## Collected data
⟨
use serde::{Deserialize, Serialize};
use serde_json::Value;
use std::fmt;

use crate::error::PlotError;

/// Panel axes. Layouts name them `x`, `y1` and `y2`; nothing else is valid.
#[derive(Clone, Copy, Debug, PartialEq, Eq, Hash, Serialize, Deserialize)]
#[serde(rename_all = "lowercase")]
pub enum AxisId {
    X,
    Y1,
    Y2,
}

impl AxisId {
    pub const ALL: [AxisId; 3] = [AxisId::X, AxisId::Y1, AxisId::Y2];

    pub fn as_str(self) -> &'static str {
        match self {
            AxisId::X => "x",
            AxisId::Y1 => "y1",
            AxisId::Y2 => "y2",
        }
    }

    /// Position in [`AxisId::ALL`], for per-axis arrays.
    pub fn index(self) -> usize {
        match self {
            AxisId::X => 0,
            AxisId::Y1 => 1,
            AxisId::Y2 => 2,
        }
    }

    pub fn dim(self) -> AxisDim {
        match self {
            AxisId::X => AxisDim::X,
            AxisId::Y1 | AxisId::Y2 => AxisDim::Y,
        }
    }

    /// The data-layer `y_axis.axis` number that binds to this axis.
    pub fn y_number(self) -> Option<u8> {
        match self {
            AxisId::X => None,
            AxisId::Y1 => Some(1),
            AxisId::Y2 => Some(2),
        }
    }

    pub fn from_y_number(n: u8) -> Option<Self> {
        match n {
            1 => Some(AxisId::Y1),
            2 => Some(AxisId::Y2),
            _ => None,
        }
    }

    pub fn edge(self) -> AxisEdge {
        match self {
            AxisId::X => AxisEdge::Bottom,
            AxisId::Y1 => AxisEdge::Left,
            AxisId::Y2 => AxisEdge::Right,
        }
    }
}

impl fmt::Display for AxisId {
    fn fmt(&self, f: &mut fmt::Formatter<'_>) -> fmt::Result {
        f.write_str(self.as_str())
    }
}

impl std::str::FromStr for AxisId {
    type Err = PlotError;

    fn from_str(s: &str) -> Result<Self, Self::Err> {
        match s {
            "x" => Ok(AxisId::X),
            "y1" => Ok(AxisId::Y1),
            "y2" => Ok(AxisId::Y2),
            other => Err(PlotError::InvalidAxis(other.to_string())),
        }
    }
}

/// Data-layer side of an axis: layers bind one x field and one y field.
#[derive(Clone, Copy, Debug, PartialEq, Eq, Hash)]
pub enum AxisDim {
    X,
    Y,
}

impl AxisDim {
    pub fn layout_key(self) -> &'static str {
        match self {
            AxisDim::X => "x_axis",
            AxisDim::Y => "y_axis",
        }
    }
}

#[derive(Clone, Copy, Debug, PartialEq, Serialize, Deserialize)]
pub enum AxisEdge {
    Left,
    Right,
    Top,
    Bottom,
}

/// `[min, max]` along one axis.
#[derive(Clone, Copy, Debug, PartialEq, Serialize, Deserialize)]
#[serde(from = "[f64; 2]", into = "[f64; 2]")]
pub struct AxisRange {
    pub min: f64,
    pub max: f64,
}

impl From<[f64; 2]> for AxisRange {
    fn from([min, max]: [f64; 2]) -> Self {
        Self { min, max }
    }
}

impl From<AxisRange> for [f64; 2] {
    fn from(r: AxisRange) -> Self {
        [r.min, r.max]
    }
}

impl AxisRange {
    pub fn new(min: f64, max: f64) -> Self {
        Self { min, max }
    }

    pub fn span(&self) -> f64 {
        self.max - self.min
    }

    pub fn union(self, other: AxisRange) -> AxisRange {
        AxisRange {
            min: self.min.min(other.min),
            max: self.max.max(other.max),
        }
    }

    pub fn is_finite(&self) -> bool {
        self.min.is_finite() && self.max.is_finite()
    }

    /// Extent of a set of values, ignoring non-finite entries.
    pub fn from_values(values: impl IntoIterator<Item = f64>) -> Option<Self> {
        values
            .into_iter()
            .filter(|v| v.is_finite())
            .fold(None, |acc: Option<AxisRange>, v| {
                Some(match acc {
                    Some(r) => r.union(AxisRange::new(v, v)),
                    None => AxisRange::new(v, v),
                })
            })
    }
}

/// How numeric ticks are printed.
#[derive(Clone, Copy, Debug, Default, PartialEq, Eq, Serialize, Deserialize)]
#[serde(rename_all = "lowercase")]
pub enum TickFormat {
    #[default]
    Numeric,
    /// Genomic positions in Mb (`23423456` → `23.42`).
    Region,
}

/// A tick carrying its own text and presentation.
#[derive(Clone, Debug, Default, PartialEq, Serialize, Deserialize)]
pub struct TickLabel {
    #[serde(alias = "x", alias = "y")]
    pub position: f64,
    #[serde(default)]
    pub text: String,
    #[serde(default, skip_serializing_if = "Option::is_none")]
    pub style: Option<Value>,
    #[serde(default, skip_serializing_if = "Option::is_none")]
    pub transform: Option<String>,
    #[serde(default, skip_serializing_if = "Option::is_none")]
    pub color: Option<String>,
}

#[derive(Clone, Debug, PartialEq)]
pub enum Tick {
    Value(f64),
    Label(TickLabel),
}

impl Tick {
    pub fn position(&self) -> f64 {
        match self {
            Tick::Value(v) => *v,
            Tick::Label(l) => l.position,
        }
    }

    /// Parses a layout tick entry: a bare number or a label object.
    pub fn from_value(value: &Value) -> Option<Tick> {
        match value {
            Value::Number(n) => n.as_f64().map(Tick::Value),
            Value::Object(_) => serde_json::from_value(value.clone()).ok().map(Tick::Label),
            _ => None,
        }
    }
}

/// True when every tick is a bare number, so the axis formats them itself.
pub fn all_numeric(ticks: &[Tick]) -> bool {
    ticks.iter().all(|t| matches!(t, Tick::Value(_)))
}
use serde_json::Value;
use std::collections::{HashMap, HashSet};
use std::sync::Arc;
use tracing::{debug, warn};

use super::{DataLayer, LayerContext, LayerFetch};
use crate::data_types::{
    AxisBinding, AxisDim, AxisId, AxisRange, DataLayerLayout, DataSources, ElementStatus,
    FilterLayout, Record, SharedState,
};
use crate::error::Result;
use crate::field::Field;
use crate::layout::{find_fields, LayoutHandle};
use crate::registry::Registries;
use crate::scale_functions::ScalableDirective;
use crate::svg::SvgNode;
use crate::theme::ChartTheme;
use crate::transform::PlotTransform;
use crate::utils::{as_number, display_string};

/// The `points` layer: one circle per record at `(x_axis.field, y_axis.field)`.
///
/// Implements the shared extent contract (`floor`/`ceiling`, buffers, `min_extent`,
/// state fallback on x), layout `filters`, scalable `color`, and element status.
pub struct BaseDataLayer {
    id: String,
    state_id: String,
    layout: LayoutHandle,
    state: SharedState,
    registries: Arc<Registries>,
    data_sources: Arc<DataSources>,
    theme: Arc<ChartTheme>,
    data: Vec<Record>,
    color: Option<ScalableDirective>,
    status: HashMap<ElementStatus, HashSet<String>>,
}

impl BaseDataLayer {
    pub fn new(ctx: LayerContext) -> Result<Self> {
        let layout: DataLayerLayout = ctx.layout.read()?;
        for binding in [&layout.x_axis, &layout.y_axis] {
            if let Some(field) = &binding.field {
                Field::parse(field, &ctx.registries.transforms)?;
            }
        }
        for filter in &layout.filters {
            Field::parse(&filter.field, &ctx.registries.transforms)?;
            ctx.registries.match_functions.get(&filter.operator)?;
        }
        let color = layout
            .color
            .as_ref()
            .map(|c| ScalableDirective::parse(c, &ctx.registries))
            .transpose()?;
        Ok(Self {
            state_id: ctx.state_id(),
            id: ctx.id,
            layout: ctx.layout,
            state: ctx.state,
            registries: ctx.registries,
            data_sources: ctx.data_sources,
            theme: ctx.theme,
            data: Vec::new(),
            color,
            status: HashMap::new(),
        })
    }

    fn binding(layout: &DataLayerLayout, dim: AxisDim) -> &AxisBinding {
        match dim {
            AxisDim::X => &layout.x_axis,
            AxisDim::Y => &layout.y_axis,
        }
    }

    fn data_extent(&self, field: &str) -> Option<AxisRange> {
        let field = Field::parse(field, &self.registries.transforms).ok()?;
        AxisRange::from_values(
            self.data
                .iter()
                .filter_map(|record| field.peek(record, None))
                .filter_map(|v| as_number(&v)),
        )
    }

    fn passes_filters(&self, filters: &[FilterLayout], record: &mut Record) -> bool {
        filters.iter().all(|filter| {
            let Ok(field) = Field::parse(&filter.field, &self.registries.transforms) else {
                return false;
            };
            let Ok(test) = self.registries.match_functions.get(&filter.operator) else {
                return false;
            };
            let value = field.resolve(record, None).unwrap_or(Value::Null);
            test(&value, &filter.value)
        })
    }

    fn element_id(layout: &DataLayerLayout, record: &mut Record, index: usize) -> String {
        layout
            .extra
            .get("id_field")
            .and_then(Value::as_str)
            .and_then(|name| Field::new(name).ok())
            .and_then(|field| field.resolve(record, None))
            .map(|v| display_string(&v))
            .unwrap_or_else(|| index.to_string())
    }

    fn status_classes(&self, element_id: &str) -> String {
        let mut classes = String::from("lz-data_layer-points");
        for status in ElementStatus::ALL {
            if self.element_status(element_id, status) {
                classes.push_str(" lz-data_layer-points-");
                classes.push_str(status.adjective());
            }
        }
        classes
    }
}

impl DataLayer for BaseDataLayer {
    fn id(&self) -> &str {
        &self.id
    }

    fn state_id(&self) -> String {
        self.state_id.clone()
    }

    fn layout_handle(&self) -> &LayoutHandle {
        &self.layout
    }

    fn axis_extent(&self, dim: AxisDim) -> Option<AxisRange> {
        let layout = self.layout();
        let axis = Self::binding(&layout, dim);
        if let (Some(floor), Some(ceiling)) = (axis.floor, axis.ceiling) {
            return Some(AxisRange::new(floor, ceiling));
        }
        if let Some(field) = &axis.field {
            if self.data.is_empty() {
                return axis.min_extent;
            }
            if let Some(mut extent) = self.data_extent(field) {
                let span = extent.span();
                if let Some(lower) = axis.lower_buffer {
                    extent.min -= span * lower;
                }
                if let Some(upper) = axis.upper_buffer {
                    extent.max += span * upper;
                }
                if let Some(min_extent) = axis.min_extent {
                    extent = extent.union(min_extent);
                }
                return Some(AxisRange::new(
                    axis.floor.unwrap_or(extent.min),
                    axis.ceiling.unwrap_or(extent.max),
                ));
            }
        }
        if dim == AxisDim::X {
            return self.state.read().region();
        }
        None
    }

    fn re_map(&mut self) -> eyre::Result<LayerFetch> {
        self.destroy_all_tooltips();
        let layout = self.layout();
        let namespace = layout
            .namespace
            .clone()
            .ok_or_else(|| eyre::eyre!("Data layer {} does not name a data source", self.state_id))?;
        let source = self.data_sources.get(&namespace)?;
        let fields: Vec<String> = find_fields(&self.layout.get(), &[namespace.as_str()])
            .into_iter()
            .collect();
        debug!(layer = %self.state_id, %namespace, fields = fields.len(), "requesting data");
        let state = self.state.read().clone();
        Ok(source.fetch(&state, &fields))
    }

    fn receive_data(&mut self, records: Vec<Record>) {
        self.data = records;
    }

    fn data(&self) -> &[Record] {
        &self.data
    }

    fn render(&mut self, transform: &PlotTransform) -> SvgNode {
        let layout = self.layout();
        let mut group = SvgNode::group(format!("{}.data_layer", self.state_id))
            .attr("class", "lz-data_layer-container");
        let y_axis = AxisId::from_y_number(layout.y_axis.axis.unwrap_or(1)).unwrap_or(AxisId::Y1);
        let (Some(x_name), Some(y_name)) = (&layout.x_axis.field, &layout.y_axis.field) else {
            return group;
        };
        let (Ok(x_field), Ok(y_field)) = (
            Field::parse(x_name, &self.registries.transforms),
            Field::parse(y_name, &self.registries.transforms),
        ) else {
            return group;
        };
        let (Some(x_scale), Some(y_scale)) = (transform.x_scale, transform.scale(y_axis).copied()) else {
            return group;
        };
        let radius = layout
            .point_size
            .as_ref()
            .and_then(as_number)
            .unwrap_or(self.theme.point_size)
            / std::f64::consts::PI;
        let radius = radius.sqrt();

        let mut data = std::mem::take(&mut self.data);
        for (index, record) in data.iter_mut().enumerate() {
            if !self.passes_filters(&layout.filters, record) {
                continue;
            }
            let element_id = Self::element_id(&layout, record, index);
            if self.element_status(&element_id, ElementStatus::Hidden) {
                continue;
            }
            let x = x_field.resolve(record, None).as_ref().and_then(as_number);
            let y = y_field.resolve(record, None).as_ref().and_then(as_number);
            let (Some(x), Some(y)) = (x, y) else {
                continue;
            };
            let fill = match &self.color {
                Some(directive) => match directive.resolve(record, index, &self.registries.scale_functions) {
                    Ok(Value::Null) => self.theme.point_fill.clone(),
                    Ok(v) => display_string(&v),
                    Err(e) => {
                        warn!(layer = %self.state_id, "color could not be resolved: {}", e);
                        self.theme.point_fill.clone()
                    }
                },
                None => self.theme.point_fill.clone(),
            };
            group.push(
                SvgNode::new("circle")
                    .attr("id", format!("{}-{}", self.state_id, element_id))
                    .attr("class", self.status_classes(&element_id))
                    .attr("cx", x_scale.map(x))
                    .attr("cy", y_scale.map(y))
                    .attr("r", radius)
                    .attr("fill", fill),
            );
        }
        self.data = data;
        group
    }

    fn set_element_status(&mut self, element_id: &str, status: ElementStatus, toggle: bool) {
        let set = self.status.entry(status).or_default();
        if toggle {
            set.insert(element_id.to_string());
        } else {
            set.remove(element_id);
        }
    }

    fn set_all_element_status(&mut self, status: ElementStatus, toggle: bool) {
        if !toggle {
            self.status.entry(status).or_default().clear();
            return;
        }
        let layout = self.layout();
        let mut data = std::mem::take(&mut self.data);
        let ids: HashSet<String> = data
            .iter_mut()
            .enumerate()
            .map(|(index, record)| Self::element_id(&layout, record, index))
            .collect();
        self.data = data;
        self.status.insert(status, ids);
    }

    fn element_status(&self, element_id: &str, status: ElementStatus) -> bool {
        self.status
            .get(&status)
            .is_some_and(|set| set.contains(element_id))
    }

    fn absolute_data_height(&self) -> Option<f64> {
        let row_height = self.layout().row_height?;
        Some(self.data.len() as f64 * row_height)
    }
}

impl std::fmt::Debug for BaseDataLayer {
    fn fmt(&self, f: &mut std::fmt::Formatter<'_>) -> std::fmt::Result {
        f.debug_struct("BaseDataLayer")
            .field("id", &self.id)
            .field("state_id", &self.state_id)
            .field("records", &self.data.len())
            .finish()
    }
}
⟩
## What you should do
Pull every line containing the string "PlotError" out of the data above and copy it.

## Task answer
use crate::error::PlotError;
    type Err = PlotError;
            other => Err(PlotError::InvalidAxis(other.to_string())),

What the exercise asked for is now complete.